- Culture
- 03 Sep 21
Pierce Turner's most recent studio albums include 2019's 'Vinegar Hill' and 2016's 'Love Can't Always Be Articulate'.
Wexford-born singer-songwriter Pierce Turner has announced a brand new album with legendary fellow Irish guitarist and solo artist Gerry Leonard, titled Terrible Good. The recording of the album is finished and it will be released in the spring of 2022.
Dubliner Gerry Leonard is known for his work with David Bowie, Rufus Wainwright and Suzanne Vega, among other major names, while Turner is widely regarded among aficionados as one of the outstanding Irish songwriters and performers of the past 40 years.
Having started out in a tin whistle band and then a brass and reed orchestra, Pierce Turner turned professional when he joined The Arrows showband. Pierce moved to New York and formed a duo, The Major Thinkers, with Larry Kirwan – they also toured as Turner and Kirwan – before going solo in the mid-1980s.

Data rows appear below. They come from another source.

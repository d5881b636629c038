//! Portal API client
//!
//! Holds the current access/refresh token pair for a logged-in user and
//! talks to the session API. Protected calls attach the bearer token
//! and, on a 401, perform exactly one refresh-and-retry cycle; a second
//! 401 (or a failed refresh) is terminal and the caller must
//! re-authenticate.

use serde::de::DeserializeOwned;

use crate::core::auth::api::{AccessTokenResponse, AuthTokensResponse, MessageResponse};
use crate::core::checkin::api::{CheckInResponse, HistoryResponse};
use crate::core::db::models::CheckIn;
use crate::core::error::ErrorBody;

/// Client errors
#[derive(Debug, thiserror::Error)]
pub enum ClientError {
    #[error("Not logged in")]
    NotLoggedIn,

    #[error("Session expired, please login again")]
    SessionExpired,

    #[error("Server returned {status}: {message}")]
    Api { status: u16, message: String },

    #[error("HTTP error: {0}")]
    Http(#[from] reqwest::Error),
}

/// The token pair and display name held after register/login
#[derive(Debug, Clone)]
pub struct SessionTokens {
    pub access_token: String,
    pub refresh_token: String,
    pub name: String,
}

/// Typed client for the portal backend
pub struct PortalClient {
    http: reqwest::Client,
    base_url: String,
    session: Option<SessionTokens>,
}

impl PortalClient {
    /// Create a client for the given base URL (e.g. `http://localhost:3000`)
    pub fn new(base_url: impl Into<String>) -> Self {
        Self {
            http: reqwest::Client::new(),
            base_url: base_url.into().trim_end_matches('/').to_string(),
            session: None,
        }
    }

    /// Current session tokens, if logged in
    pub fn session(&self) -> Option<&SessionTokens> {
        self.session.as_ref()
    }

    fn url(&self, path: &str) -> String {
        format!("{}{}", self.base_url, path)
    }

    /// Deserialize a success body or surface the server's error message
    async fn parse<T: DeserializeOwned>(response: reqwest::Response) -> Result<T, ClientError> {
        let status = response.status();
        if status.is_success() {
            Ok(response.json::<T>().await?)
        } else {
            let message = response
                .json::<ErrorBody>()
                .await
                .map(|b| b.error)
                .unwrap_or_else(|_| status.to_string());
            Err(ClientError::Api {
                status: status.as_u16(),
                message,
            })
        }
    }

    /// Register a new account and store the returned token pair
    pub async fn register(
        &mut self,
        name: &str,
        email: &str,
        password: &str,
    ) -> Result<&SessionTokens, ClientError> {
        let response = self
            .http
            .post(self.url("/register"))
            .json(&serde_json::json!({
                "name": name,
                "email": email,
                "password": password,
            }))
            .send()
            .await?;

        let body: AuthTokensResponse = Self::parse(response).await?;
        Ok(self.session.insert(SessionTokens {
            access_token: body.access_token,
            refresh_token: body.refresh_token,
            name: body.name,
        }))
    }

    /// Login and store the returned token pair
    pub async fn login(
        &mut self,
        email: &str,
        password: &str,
    ) -> Result<&SessionTokens, ClientError> {
        let response = self
            .http
            .post(self.url("/login"))
            .json(&serde_json::json!({
                "email": email,
                "password": password,
            }))
            .send()
            .await?;

        let body: AuthTokensResponse = Self::parse(response).await?;
        Ok(self.session.insert(SessionTokens {
            access_token: body.access_token,
            refresh_token: body.refresh_token,
            name: body.name,
        }))
    }

    /// Logout: invalidate the refresh token server-side and drop the
    /// local session
    pub async fn logout(&mut self) -> Result<(), ClientError> {
        let tokens = self.session.take().ok_or(ClientError::NotLoggedIn)?;

        let response = self
            .http
            .post(self.url("/logout"))
            .json(&serde_json::json!({ "refreshToken": tokens.refresh_token }))
            .send()
            .await?;

        Self::parse::<MessageResponse>(response).await?;
        Ok(())
    }

    /// Exchange the stored refresh token for a new access token.
    ///
    /// Any failure here is terminal for the session: the stored pair is
    /// dropped and the caller must login again.
    pub async fn refresh(&mut self) -> Result<String, ClientError> {
        let refresh_token = self
            .session
            .as_ref()
            .ok_or(ClientError::NotLoggedIn)?
            .refresh_token
            .clone();

        let response = self
            .http
            .post(self.url("/refresh"))
            .json(&serde_json::json!({ "refreshToken": refresh_token }))
            .send()
            .await?;

        match Self::parse::<AccessTokenResponse>(response).await {
            Ok(body) => {
                if let Some(session) = self.session.as_mut() {
                    session.access_token = body.access_token.clone();
                }
                Ok(body.access_token)
            }
            Err(ClientError::Http(e)) => Err(ClientError::Http(e)),
            Err(_) => {
                self.session = None;
                Err(ClientError::SessionExpired)
            }
        }
    }

    /// Record today's check-in.
    ///
    /// On a 401 the access token is refreshed once and the call retried
    /// once; a second 401 forces re-authentication.
    pub async fn check_in(&mut self) -> Result<CheckIn, ClientError> {
        let access_token = self
            .session
            .as_ref()
            .ok_or(ClientError::NotLoggedIn)?
            .access_token
            .clone();

        let response = self.post_check_in(&access_token).await?;
        if response.status() != reqwest::StatusCode::UNAUTHORIZED {
            return Self::parse::<CheckInResponse>(response)
                .await
                .map(|body| body.check_in);
        }

        // Exactly one refresh-and-retry cycle
        let access_token = self.refresh().await?;
        let retry = self.post_check_in(&access_token).await?;
        if retry.status() == reqwest::StatusCode::UNAUTHORIZED {
            self.session = None;
            return Err(ClientError::SessionExpired);
        }

        Self::parse::<CheckInResponse>(retry)
            .await
            .map(|body| body.check_in)
    }

    async fn post_check_in(&self, access_token: &str) -> Result<reqwest::Response, ClientError> {
        Ok(self
            .http
            .post(self.url("/checkin"))
            .bearer_auth(access_token)
            .send()
            .await?)
    }

    /// Paginated check-in history for a user, newest first
    pub async fn check_in_history(
        &self,
        user_id: i64,
        page: u32,
        limit: u32,
    ) -> Result<HistoryResponse, ClientError> {
        let response = self
            .http
            .get(self.url(&format!("/checkInHistory/{}", user_id)))
            .query(&[("page", page), ("limit", limit)])
            .send()
            .await?;

        Self::parse(response).await
    }
}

Turner's first solo album, 1987's It's Only a Long Way Across, was produced by American avant-garde composer Philip Glass and was nominated for 'Best Debut Issued by an Independent Record Company' at the New York Music Awards. The musician went on to make two more albums for Beggars Banquet: The Sky and the Ground (1989) and Now Is Heaven (1991). The latter was produced by John Simon.
In June 2001, 3 Minute World was released, with Hot Press giving it a 12 out of 12 rating at the time. Turner has since released five more full-length projects, but this marks the first time he has worked with Gerry Leonard.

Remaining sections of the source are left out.